INPUT DATA: Begin
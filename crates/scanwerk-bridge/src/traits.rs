// SPDX-License-Identifier: PMPL-1.0-or-later
// Copyright (c) 2026 Jonathan D.A. Jewell (hyperpolymath) <jonathan.jewell@open.ac.uk>
//
// Platform-agnostic trait definitions for the scan service.
//
// The scan service lives on the other side of an RPC boundary: it owns device
// I/O and image encoding. Requests return quickly; job progress arrives later
// on the `JobObserver` passed in when the job is started.

use async_trait::async_trait;

use scanwerk_core::error::Result;
use scanwerk_core::types::{PageHandle, ScanJobId, ScanSettings, ScannerCapabilities, ScannerInfo};

use crate::observer::JobObserver;

/// Requests the session engine can make of the scan service.
///
/// A returned `Err` means the service refused or could not receive the
/// request; nothing will be reported on the observer for it.
#[async_trait]
pub trait ScanBackend: Send + Sync {
    /// Human-readable backend name (e.g. "lorgnette", "simulated").
    fn backend_name(&self) -> &str;

    /// Enumerate the scanners currently reachable.
    async fn list_scanners(&self) -> Result<Vec<ScannerInfo>>;

    /// Query what a scanner supports.
    async fn scanner_capabilities(&self, scanner_id: &str) -> Result<ScannerCapabilities>;

    /// Start a single-shot scan. Progress, pages and the final result are
    /// pushed to `observer`.
    async fn start_scan(
        &self,
        scanner_id: &str,
        settings: &ScanSettings,
        observer: JobObserver,
    ) -> Result<ScanJobId>;

    /// Start a multi-page scan and scan its first page.
    ///
    /// The returned handle addresses every later request of the session.
    async fn start_multi_page_scan(
        &self,
        scanner_id: &str,
        settings: &ScanSettings,
        observer: JobObserver,
    ) -> Result<Box<dyn MultiPageScan>>;

    /// Ask the running job to stop. The outcome is reported through
    /// `JobObserver::on_cancel_complete`.
    async fn cancel_scan(&self) -> Result<()>;
}

/// Backend-issued handle to one in-progress multi-page session.
#[async_trait]
pub trait MultiPageScan: Send + Sync {
    fn job_id(&self) -> ScanJobId;

    /// Scan another page and append it to the document.
    async fn scan_next_page(&self, scanner_id: &str, settings: &ScanSettings) -> Result<()>;

    /// Scan a page again; the result replaces the page at `page_index`.
    async fn rescan_page(
        &self,
        scanner_id: &str,
        settings: &ScanSettings,
        page_index: usize,
    ) -> Result<()>;

    /// Drop the page at `page_index` from the backend's document.
    fn remove_page(&self, page_index: usize);

    /// Assemble the document; the produced file is reported via
    /// `JobObserver::on_scan_complete`.
    fn complete_multi_page_scan(&self);

    /// Abandon the session without producing a document.
    fn close(&self);
}

/// Owner of the externally allocated page images (object URLs, textures,
/// temp files) that the session refers to by `PageHandle`.
pub trait ImageStore: Send + Sync {
    /// Take ownership of encoded page bytes and hand back a handle to them.
    fn register(&self, data: Vec<u8>) -> PageHandle;

    /// Free the image behind `handle`. Each handle is released exactly once.
    fn release(&self, handle: PageHandle);
}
INPUT DATA: End
WORK TO BE COMPLETED
Take from the listing every line in which the word "later" appears.

SOLUTION FOR THIS TASK
// SPDX-License-Identifier: PMPL-1.0-or-later
// I/O and image encoding. Requests return quickly; job progress arrives later
    /// The returned handle addresses every later request of the session.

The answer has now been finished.